The decoder 416 now decodes the Operand Bit positions of the total count of the counter 400 which follow the preamble and preceed the Data Bit positions. The decoder 416 puts an enable signal on the PWRT line during the Operand to enable one input of the gate 410 and disable the gate 412 through the inverter 411. Another input to this gate is the PR! INT ALL input indicating that the system is in the priority mode. When the PWRT signal is present, the gate 410 is therefore active and passes the BIT CLK through it to the OR gate 408 to clock the MOS CLK input to the gate 214 which presently has a high appearing on wire 209, thereby allowing the input counter 200 to be counted upwardly in order to clear it by allowing information previously loaded thereinto to be dumped at the other end of the buffer. At the same time, zeros from the wire 305 are passed through the OR gate 406 into the DATA IN line of the drum storage unit 120, thereby replacing any information following the preamble with zeros. After a certain count has been reached by the program counter 400, the PWRT signal disappears thereby enabling the gate 412 during the Data Bit positions to deliver Read Clock pulses. Finally, a postamble is decoded from the POSTAMBLE ENCODER 417 and passed through the OR gate 406 into the DATA IN terminal of the drum storage unit 120. Thus, the entire sector has been obliterated, having been erased by the entry of zeros.

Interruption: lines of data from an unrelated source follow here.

//! Connection quality classification.
//!
//! Browsers expose a best-effort network snapshot (online flag, connection
//! type, effective connection class, round-trip estimate, downlink). The
//! values are reported by the browser and never verified here; this module
//! only gives them types and maps a snapshot to a coarse quality rating.

use std::fmt;
use std::str::FromStr;

#[cfg(feature = "serde")]
use serde::{Deserialize, Serialize};

/// Physical connection type as reported by the browser.
#[derive(Debug, Clone, PartialEq, Eq, Default)]
#[cfg_attr(feature = "serde", derive(Serialize, Deserialize))]
#[cfg_attr(feature = "serde", serde(from = "String", into = "String"))]
pub enum ConnectionType {
    Wifi,
    Cellular,
    Ethernet,
    Bluetooth,
    None,
    #[default]
    Unknown,
    /// Any value this crate does not know about, kept verbatim.
    Other(String),
}

impl ConnectionType {
    /// Browser string for this type.
    pub fn as_str(&self) -> &str {
        match self {
            Self::Wifi => "wifi",
            Self::Cellular => "cellular",
            Self::Ethernet => "ethernet",
            Self::Bluetooth => "bluetooth",
            Self::None => "none",
            Self::Unknown => "unknown",
            Self::Other(s) => s,
        }
    }

    /// Human-readable label.
    pub fn label(&self) -> &str {
        match self {
            Self::Wifi => "WiFi",
            Self::Cellular => "Cellular",
            Self::Ethernet => "Ethernet",
            Self::Bluetooth => "Bluetooth",
            Self::None => "No connection",
            Self::Unknown => "Unknown",
            Self::Other(s) => s,
        }
    }
}

impl FromStr for ConnectionType {
    type Err = std::convert::Infallible;

    fn from_str(s: &str) -> Result<Self, Self::Err> {
        Ok(match s {
            "wifi" => Self::Wifi,
            "cellular" => Self::Cellular,
            "ethernet" => Self::Ethernet,
            "bluetooth" => Self::Bluetooth,
            "none" => Self::None,
            "" | "unknown" => Self::Unknown,
            other => Self::Other(other.to_string()),
        })
    }
}

impl From<String> for ConnectionType {
    fn from(s: String) -> Self {
        match s.parse() {
            Ok(t) => t,
            Err(never) => match never {},
        }
    }
}

impl From<ConnectionType> for String {
    fn from(t: ConnectionType) -> Self {
        t.as_str().to_string()
    }
}

impl fmt::Display for ConnectionType {
    fn fmt(&self, f: &mut fmt::Formatter<'_>) -> fmt::Result {
        f.write_str(self.as_str())
    }
}

/// Effective connection class (`navigator.connection.effectiveType`).
#[derive(Debug, Clone, Copy, PartialEq, Eq, Default)]
#[cfg_attr(feature = "serde", derive(Serialize, Deserialize))]
#[cfg_attr(feature = "serde", serde(from = "String", into = "String"))]
pub enum EffectiveType {
    Slow2g,
    TwoG,
    ThreeG,
    FourG,
    #[default]
    Unknown,
}

impl EffectiveType {
    /// Browser string for this class.
    pub fn as_str(self) -> &'static str {
        match self {
            Self::Slow2g => "slow-2g",
            Self::TwoG => "2g",
            Self::ThreeG => "3g",
            Self::FourG => "4g",
            Self::Unknown => "unknown",
        }
    }

    /// Human-readable label.
    pub fn label(self) -> &'static str {
        match self {
            Self::Slow2g => "Very slow (2G)",
            Self::TwoG => "Slow (2G)",
            Self::ThreeG => "Medium (3G)",
            Self::FourG => "Fast (4G)",
            Self::Unknown => "Unknown",
        }
    }
}

impl FromStr for EffectiveType {
    type Err = std::convert::Infallible;

    fn from_str(s: &str) -> Result<Self, Self::Err> {
        Ok(match s {
            "slow-2g" => Self::Slow2g,
            "2g" => Self::TwoG,
            "3g" => Self::ThreeG,
            "4g" => Self::FourG,
            _ => Self::Unknown,
        })
    }
}

impl From<String> for EffectiveType {
    fn from(s: String) -> Self {
        match s.parse() {
            Ok(t) => t,
            Err(never) => match never {},
        }
    }
}

impl From<EffectiveType> for String {
    fn from(t: EffectiveType) -> Self {
        t.as_str().to_string()
    }
}

impl fmt::Display for EffectiveType {
    fn fmt(&self, f: &mut fmt::Formatter<'_>) -> fmt::Result {
        f.write_str(self.as_str())
    }
}

/// A single browser-reported connection snapshot.
///
/// Field names follow the browser API when (de)serialized.
#[derive(Debug, Clone, PartialEq)]
#[cfg_attr(feature = "serde", derive(Serialize, Deserialize))]
#[cfg_attr(feature = "serde", serde(rename_all = "camelCase", default))]
pub struct ConnectionInfo {
    pub online: bool,
    #[cfg_attr(feature = "serde", serde(rename = "type"))]
    pub connection_type: Option<ConnectionType>,
    pub effective_type: Option<EffectiveType>,
    /// Declared downlink in Mbit/s.
    #[cfg_attr(feature = "serde", serde(rename = "downlink"))]
    pub downlink_mbps: Option<f64>,
    /// Round-trip estimate in milliseconds.
    #[cfg_attr(feature = "serde", serde(rename = "rtt"))]
    pub rtt_ms: Option<u32>,
    pub save_data: bool,
}

impl Default for ConnectionInfo {
    fn default() -> Self {
        Self {
            online: true,
            connection_type: None,
            effective_type: None,
            downlink_mbps: None,
            rtt_ms: None,
            save_data: false,
        }
    }
}

impl ConnectionInfo {
    /// A snapshot for a browser that reports being offline.
    pub fn offline() -> Self {
        Self {
            online: false,
            ..Self::default()
        }
    }

    /// Parse a snapshot from its JSON form.
    #[cfg(feature = "serde")]
    pub fn from_json(json: &str) -> crate::Result<Self> {
        Ok(serde_json::from_str(json)?)
    }

    /// Whether any field from the network-information API is present.
    pub fn has_network_details(&self) -> bool {
        self.connection_type.is_some()
            || self.effective_type.is_some()
            || self.downlink_mbps.is_some()
            || self.rtt_ms.is_some()
    }

    /// Classify this snapshot. See [`ConnectionQuality::classify`].
    pub fn quality(&self, api_available: bool) -> ConnectionQuality {
        ConnectionQuality::classify(self, api_available)
    }

    /// Round-trip estimate, treating zero as "not reported".
    fn reported_rtt(&self) -> Option<u32> {
        self.rtt_ms.filter(|&rtt| rtt > 0)
    }
}

/// Coarse connection quality rating.
#[derive(Debug, Clone, Copy, PartialEq, Eq)]
#[cfg_attr(feature = "serde", derive(Serialize, Deserialize))]
#[cfg_attr(feature = "serde", serde(rename_all = "lowercase"))]
pub enum ConnectionQuality {
    Offline,
    /// Online, but the browser exposes no network information.
    Online,
    Excellent,
    Good,
    Poor,
    Slow,
}

impl ConnectionQuality {
    /// Rate a snapshot.
    ///
    /// Offline wins over everything. Without the network-information API
    /// (`api_available == false`) an online browser is just [`Online`].
    /// Otherwise the effective type or the round-trip estimate picks the
    /// best matching band: 4g or rtt < 100 ms is excellent, 3g or < 300 ms
    /// good, 2g or < 1000 ms poor, anything else slow.
    ///
    /// [`Online`]: ConnectionQuality::Online
    ///
    /// # Examples
    ///
    /// ```
    /// use marklink::netinfo::{ConnectionInfo, ConnectionQuality, EffectiveType};
    ///
    /// let info = ConnectionInfo {
    ///     effective_type: Some(EffectiveType::ThreeG),
    ///     rtt_ms: Some(450),
    ///     ..ConnectionInfo::default()
    /// };
    /// assert_eq!(ConnectionQuality::classify(&info, true), ConnectionQuality::Good);
    /// ```
    pub fn classify(info: &ConnectionInfo, api_available: bool) -> Self {
        if !info.online {
            return Self::Offline;
        }
        if !api_available {
            return Self::Online;
        }

        let effective = info.effective_type;
        let rtt_below = |limit: u32| info.reported_rtt().is_some_and(|rtt| rtt < limit);

        if effective == Some(EffectiveType::FourG) || rtt_below(100) {
            Self::Excellent
        } else if effective == Some(EffectiveType::ThreeG) || rtt_below(300) {
            Self::Good
        } else if effective == Some(EffectiveType::TwoG) || rtt_below(1000) {
            Self::Poor
        } else {
            Self::Slow
        }
    }

    /// Machine-readable status.
    pub fn status(self) -> &'static str {
        match self {
            Self::Offline => "offline",
            Self::Online => "online",
            Self::Excellent => "excellent",
            Self::Good => "good",
            Self::Poor => "poor",
            Self::Slow => "slow",
        }
    }

    /// Human-readable status message.
    pub fn message(self) -> &'static str {
        match self {
            Self::Offline => "No connection",
            Self::Online => "Online",
            Self::Excellent => "Excellent connection",
            Self::Good => "Good connection",
            Self::Poor => "Weak connection",
            Self::Slow => "Slow connection",
        }
    }

    /// CSS color name used to display the rating.
    pub fn color(self) -> &'static str {
        match self {
            Self::Offline | Self::Slow => "red",
            Self::Online | Self::Excellent => "green",
            Self::Good => "yellowgreen",
            Self::Poor => "orange",
        }
    }
}

impl fmt::Display for ConnectionQuality {
    fn fmt(&self, f: &mut fmt::Formatter<'_>) -> fmt::Result {
        f.write_str(self.status())
    }
}
//! Running the transformer over byte streams and files.
//!
//! The transformer works on `&str`; these helpers handle decoding input
//! bytes, normalizing line endings and writing the rendered HTML.

use std::fs;
use std::io::{Read, Write};
use std::path::Path;

use tracing::debug;

use crate::error::{Error, Result};
use crate::markup::transform;
use crate::util::{decode_text, is_known_encoding, normalize_line_endings};

/// Options for decoding input before rendering.
#[derive(Debug, Clone, Default)]
pub struct ConvertOptions {
    /// Encoding label to try when the input is not valid UTF-8.
    pub encoding: Option<String>,
}

impl ConvertOptions {
    pub fn new() -> Self {
        Self::default()
    }

    /// Set the fallback encoding label.
    ///
    /// Returns an error for labels encoding_rs does not recognize.
    pub fn with_encoding(mut self, label: impl Into<String>) -> Result<Self> {
        let label = label.into();
        if !is_known_encoding(&label) {
            return Err(Error::InvalidInput(format!("unknown encoding: {label}")));
        }
        self.encoding = Some(label);
        Ok(self)
    }
}

/// Render raw input bytes to HTML.
pub fn linkify_bytes(bytes: &[u8], options: &ConvertOptions) -> String {
    let text = decode_text(bytes, options.encoding.as_deref());
    let text = normalize_line_endings(&text);
    transform(&text)
}

/// Read all of `reader`, render it, and write the HTML to `writer`.
///
/// Returns the number of HTML bytes written.
pub fn linkify_reader<R: Read, W: Write>(
    mut reader: R,
    mut writer: W,
    options: &ConvertOptions,
) -> Result<usize> {
    let mut input = Vec::new();
    reader.read_to_end(&mut input)?;
    debug!(bytes = input.len(), "read input");

    let html = linkify_bytes(&input, options);
    writer.write_all(html.as_bytes())?;
    writer.flush()?;
    debug!(bytes = html.len(), "wrote html");

    Ok(html.len())
}

/// Render the file at `input` and write the HTML to `output`.
pub fn linkify_file(
    input: impl AsRef<Path>,
    output: impl AsRef<Path>,
    options: &ConvertOptions,
) -> Result<usize> {
    let input = input.as_ref();
    let output = output.as_ref();
    debug!(input = %input.display(), output = %output.display(), "converting file");

    let bytes = fs::read(input)?;
    let html = linkify_bytes(&bytes, options);
    fs::write(output, html.as_bytes())?;

    Ok(html.len())
}
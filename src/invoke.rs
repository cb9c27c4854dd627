//! Boundary with the external generative image engine.
//!
//! The engine is a collaborator behind [`GenerationEngine`]. [`GenerationInvoker`] adds the
//! timeout and cancellation contract around it and normalizes whatever comes back.

use std::sync::Arc;
use std::sync::atomic::{AtomicBool, Ordering};
use std::sync::mpsc;
use std::time::{Duration, Instant};

use crate::compile::{CompiledInstruction, InstructionFingerprint};
use crate::foundation::core::AspectRatio;

/// Typed failure reported by (or on behalf of) the engine.
#[derive(thiserror::Error, Clone, Debug, PartialEq, Eq, serde::Serialize, serde::Deserialize)]
#[serde(rename_all = "snake_case", tag = "kind", content = "detail")]
pub enum EngineFailure {
    #[error("engine did not answer in time")]
    Timeout,
    #[error("engine quota exceeded")]
    QuotaExceeded,
    #[error("engine rejected the API key")]
    InvalidKey,
    #[error("engine response contained no image")]
    NoImageReturned,
    #[error("generation cancelled")]
    Cancelled,
    #[error("engine failure: {0}")]
    Other(String),
}

impl EngineFailure {
    /// Message shown to the person waiting for the try-on.
    pub fn user_message(&self) -> &'static str {
        match self {
            Self::Timeout => "The image service took too long to respond. Please try again.",
            Self::QuotaExceeded => {
                "The image service is busy right now. Please try again in a few minutes."
            }
            Self::InvalidKey => {
                "The image service is not configured correctly. Please contact support."
            }
            Self::NoImageReturned => {
                "No image was generated. Please try again with a clearer photo."
            }
            Self::Cancelled => "The try-on was cancelled.",
            Self::Other(_) => "Image generation failed. Please try again.",
        }
    }
}

/// Cooperative cancellation flag shared between the caller and an in-flight call.
#[derive(Clone, Debug, Default)]
pub struct CancelToken(Arc<AtomicBool>);

impl CancelToken {
    pub fn new() -> Self {
        Self::default()
    }

    pub fn cancel(&self) {
        self.0.store(true, Ordering::Release);
    }

    pub fn is_cancelled(&self) -> bool {
        self.0.load(Ordering::Acquire)
    }
}

#[derive(Clone, Copy, Debug, PartialEq, Eq, serde::Serialize)]
#[serde(rename_all = "snake_case")]
pub enum ImageRole {
    Person,
    Identity,
    Garment,
}

/// One image sent with the instruction. `index` is the 1-based number the instruction text
/// uses ("Image 1", "Image 2", ...).
#[derive(Clone, Debug, PartialEq, Eq)]
pub struct ReferenceImage {
    pub index: usize,
    pub role: ImageRole,
    pub mime: &'static str,
    pub bytes: Arc<[u8]>,
}

impl ReferenceImage {
    fn new(index: usize, role: ImageRole, bytes: &[u8]) -> Self {
        Self {
            index,
            role,
            mime: sniff_mime(bytes),
            bytes: Arc::from(bytes),
        }
    }
}

#[derive(Clone, Debug)]
pub struct GenerationRequest {
    pub instruction: String,
    pub control_json: String,
    pub fingerprint: InstructionFingerprint,
    pub aspect_ratio: AspectRatio,
    pub resolution: &'static str,
    pub images: Vec<ReferenceImage>,
}

impl GenerationRequest {
    /// Number the images the way the compiled text refers to them: person first, then
    /// identity references, then the garment.
    pub fn new(
        instruction: &CompiledInstruction,
        person: &[u8],
        identity: &[Vec<u8>],
        garment: &[u8],
    ) -> Self {
        let mut images = Vec::with_capacity(identity.len() + 2);
        images.push(ReferenceImage::new(1, ImageRole::Person, person));
        for (i, bytes) in identity.iter().enumerate() {
            images.push(ReferenceImage::new(i + 2, ImageRole::Identity, bytes));
        }
        let garment_index = identity.len() + 2;
        images.push(ReferenceImage::new(garment_index, ImageRole::Garment, garment));
        Self {
            instruction: instruction.text(),
            control_json: instruction.control_json.clone(),
            fingerprint: instruction.fingerprint(),
            aspect_ratio: instruction.control.render.aspect_ratio,
            resolution: instruction.control.render.resolution,
            images,
        }
    }

    pub fn image(&self, role: ImageRole) -> Option<&ReferenceImage> {
        self.images.iter().find(|i| i.role == role)
    }
}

It is the next occurrence of the sector clock pulse which resets the system and takes it out of the priority mode. In the lower left-hand corner of FIG. 4 there are a plurality of gates labelled 456, 458 and 460 which create a LATCH signal. If the system is erasing, the gate 456 is enabled and if the system is writing the gate 458 is used. Since the present section deals with erasing, it will be noted that the upper input to the gate 456 is energized by the PER signal coming from the flipflop 330, and that the lower input to the gate 456 is energized by the ALL NC signal coming from the gate 368 and the gate 454. These two signals, being high, produce a low at the output of the gate 456, which produces a high LATCH signal at the output of gate 460. The LATCH signal is applied to the center input of AND gate 348, whose upper input is still energized by the SECTOR COMPARE signal. The lower input to the gate 348 is energized because the system is presently in the priority mode as indicated by the fact that both COINCIDENCE FLIPFLOPS 336 and 340 at present do not have a NOT Q output. Therefore, the wire 347 is high, and this wire is applied to the K terminals of the flipflops 330 and 332, only the former of which is set. Upon the next occurrence of the sector clock pulse, the flipflop 330 is toggled back to reset condition, thereby resetting the ERASE COIN- CIDENCE FLIPFLOP 336 also. The system is now taken out of the priority mode by the resetting of the flipflops 330 and 336, and in the meanwhile the computer has removed its PRI ER signal from the OR gate 248, thereby removing the PRI CLEAR signal from the wire 349. The return of this signal to the low level resets the interrupt flipflop 360 through the inverter 36] and thereby returns the PRI INT ALL signal to its low level. This signal then re-enables the gate 228 through the inverter 229 to produce a high which remains on the gate 228 so that new search information can be subsequently loaded into the input buffer 200 by the operator as discussed above under the heading LOADING THE INPUT BUFFER.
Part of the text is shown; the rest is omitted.